(Extracted data entries)
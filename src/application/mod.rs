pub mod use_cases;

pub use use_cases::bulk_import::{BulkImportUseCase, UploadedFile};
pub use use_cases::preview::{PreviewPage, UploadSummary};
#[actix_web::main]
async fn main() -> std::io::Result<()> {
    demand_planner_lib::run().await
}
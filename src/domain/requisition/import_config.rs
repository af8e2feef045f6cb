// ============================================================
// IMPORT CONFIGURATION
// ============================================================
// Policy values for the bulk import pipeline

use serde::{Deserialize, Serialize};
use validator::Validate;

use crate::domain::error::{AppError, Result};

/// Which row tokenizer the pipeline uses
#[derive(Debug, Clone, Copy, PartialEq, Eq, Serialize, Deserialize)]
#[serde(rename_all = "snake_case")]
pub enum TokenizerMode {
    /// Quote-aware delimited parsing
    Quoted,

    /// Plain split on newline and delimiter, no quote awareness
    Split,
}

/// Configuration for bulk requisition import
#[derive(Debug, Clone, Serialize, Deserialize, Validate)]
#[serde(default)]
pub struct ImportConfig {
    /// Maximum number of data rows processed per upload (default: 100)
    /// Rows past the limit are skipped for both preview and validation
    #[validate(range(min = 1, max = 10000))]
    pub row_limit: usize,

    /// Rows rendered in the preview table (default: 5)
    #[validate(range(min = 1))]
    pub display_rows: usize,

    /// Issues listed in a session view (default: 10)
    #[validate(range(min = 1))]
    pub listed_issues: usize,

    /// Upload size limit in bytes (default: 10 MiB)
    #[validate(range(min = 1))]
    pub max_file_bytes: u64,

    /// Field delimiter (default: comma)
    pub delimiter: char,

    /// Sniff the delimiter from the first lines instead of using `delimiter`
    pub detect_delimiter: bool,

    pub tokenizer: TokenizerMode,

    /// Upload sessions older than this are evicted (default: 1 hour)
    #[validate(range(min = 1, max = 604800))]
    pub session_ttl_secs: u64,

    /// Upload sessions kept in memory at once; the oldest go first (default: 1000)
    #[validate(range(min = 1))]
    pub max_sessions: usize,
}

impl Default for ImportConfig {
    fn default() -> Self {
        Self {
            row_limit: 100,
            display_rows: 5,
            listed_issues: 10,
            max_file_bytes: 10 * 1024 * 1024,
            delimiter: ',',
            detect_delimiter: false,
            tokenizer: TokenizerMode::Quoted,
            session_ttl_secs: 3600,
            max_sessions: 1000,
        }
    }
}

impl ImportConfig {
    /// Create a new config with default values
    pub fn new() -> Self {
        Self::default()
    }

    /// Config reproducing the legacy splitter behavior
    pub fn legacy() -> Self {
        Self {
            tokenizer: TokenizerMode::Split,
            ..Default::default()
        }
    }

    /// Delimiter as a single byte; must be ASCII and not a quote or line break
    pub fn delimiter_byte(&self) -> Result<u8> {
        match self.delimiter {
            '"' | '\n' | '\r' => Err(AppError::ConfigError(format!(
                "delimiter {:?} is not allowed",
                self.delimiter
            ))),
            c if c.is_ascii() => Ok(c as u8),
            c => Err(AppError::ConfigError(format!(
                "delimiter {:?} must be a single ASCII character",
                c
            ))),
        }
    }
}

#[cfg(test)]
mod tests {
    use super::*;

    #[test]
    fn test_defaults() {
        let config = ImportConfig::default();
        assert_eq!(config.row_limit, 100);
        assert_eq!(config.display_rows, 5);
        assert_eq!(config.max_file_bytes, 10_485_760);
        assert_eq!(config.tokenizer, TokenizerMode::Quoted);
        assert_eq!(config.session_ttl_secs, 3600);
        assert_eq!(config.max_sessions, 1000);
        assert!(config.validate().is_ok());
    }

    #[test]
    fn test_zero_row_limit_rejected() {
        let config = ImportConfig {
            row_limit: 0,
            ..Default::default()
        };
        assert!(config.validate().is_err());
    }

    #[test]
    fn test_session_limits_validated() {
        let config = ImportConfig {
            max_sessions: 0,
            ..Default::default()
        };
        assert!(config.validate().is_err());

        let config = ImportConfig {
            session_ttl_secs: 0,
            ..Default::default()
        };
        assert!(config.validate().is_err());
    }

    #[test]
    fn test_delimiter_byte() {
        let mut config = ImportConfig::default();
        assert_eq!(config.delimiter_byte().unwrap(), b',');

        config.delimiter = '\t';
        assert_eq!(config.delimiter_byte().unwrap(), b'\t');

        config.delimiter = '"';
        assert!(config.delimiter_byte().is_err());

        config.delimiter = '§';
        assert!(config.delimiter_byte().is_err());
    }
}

- WHAT IS NEEDED: Output the records in full, exactly.

- RESPONSE:
filename src/application/mod.rs
pub mod use_cases;

pub use use_cases::bulk_import::{BulkImportUseCase, UploadedFile};
pub use use_cases::preview::{PreviewPage, UploadSummary};
#[actix_web::main]
async fn main() -> std::io::Result<()> {
    demand_planner_lib::run().await
}
filename src/domain/requisition/import_config.rs
repository af8e2feef045f6cb
// ============================================================
// IMPORT CONFIGURATION
// ============================================================
// Policy values for the bulk import pipeline

use serde::{Deserialize, Serialize};
use validator::Validate;

use crate::domain::error::{AppError, Result};

/// Which row tokenizer the pipeline uses
#[derive(Debug, Clone, Copy, PartialEq, Eq, Serialize, Deserialize)]
#[serde(rename_all = "snake_case")]
pub enum TokenizerMode {
    /// Quote-aware delimited parsing
    Quoted,

    /// Plain split on newline and delimiter, no quote awareness
    Split,
}

/// Configuration for bulk requisition import
#[derive(Debug, Clone, Serialize, Deserialize, Validate)]
#[serde(default)]
pub struct ImportConfig {
    /// Maximum number of data rows processed per upload (default: 100)
    /// Rows past the limit are skipped for both preview and validation
    #[validate(range(min = 1, max = 10000))]
    pub row_limit: usize,

    /// Rows rendered in the preview table (default: 5)
    #[validate(range(min = 1))]
    pub display_rows: usize,

    /// Issues listed in a session view (default: 10)
    #[validate(range(min = 1))]
    pub listed_issues: usize,

    /// Upload size limit in bytes (default: 10 MiB)
    #[validate(range(min = 1))]
    pub max_file_bytes: u64,

    /// Field delimiter (default: comma)
    pub delimiter: char,

    /// Sniff the delimiter from the first lines instead of using `delimiter`
    pub detect_delimiter: bool,

    pub tokenizer: TokenizerMode,

    /// Upload sessions older than this are evicted (default: 1 hour)
    #[validate(range(min = 1, max = 604800))]
    pub session_ttl_secs: u64,

    /// Upload sessions kept in memory at once; the oldest go first (default: 1000)
    #[validate(range(min = 1))]
    pub max_sessions: usize,
}

impl Default for ImportConfig {
    fn default() -> Self {
        Self {
            row_limit: 100,
            display_rows: 5,
            listed_issues: 10,
            max_file_bytes: 10 * 1024 * 1024,
            delimiter: ',',
            detect_delimiter: false,
            tokenizer: TokenizerMode::Quoted,
            session_ttl_secs: 3600,
            max_sessions: 1000,
        }
    }
}

impl ImportConfig {
    /// Create a new config with default values
    pub fn new() -> Self {
        Self::default()
    }

    /// Config reproducing the legacy splitter behavior
    pub fn legacy() -> Self {
        Self {
            tokenizer: TokenizerMode::Split,
            ..Default::default()
        }
    }

    /// Delimiter as a single byte; must be ASCII and not a quote or line break
    pub fn delimiter_byte(&self) -> Result<u8> {
        match self.delimiter {
            '"' | '\n' | '\r' => Err(AppError::ConfigError(format!(
                "delimiter {:?} is not allowed",
                self.delimiter
            ))),
            c if c.is_ascii() => Ok(c as u8),
            c => Err(AppError::ConfigError(format!(
                "delimiter {:?} must be a single ASCII character",
                c
            ))),
        }
    }
}

#[cfg(test)]
mod tests {
    use super::*;

    #[test]
    fn test_defaults() {
        let config = ImportConfig::default();
        assert_eq!(config.row_limit, 100);
        assert_eq!(config.display_rows, 5);
        assert_eq!(config.max_file_bytes, 10_485_760);
        assert_eq!(config.tokenizer, TokenizerMode::Quoted);
        assert_eq!(config.session_ttl_secs, 3600);
        assert_eq!(config.max_sessions, 1000);
        assert!(config.validate().is_ok());
    }

    #[test]
    fn test_zero_row_limit_rejected() {
        let config = ImportConfig {
            row_limit: 0,
            ..Default::default()
        };
        assert!(config.validate().is_err());
    }

    #[test]
    fn test_session_limits_validated() {
        let config = ImportConfig {
            max_sessions: 0,
            ..Default::default()
        };
        assert!(config.validate().is_err());

        let config = ImportConfig {
            session_ttl_secs: 0,
            ..Default::default()
        };
        assert!(config.validate().is_err());
    }

    #[test]
    fn test_delimiter_byte() {
        let mut config = ImportConfig::default();
        assert_eq!(config.delimiter_byte().unwrap(), b',');

        config.delimiter = '\t';
        assert_eq!(config.delimiter_byte().unwrap(), b'\t');

        config.delimiter = '"';
        assert!(config.delimiter_byte().is_err());

        config.delimiter = '§';
        assert!(config.delimiter_byte().is_err());
    }
}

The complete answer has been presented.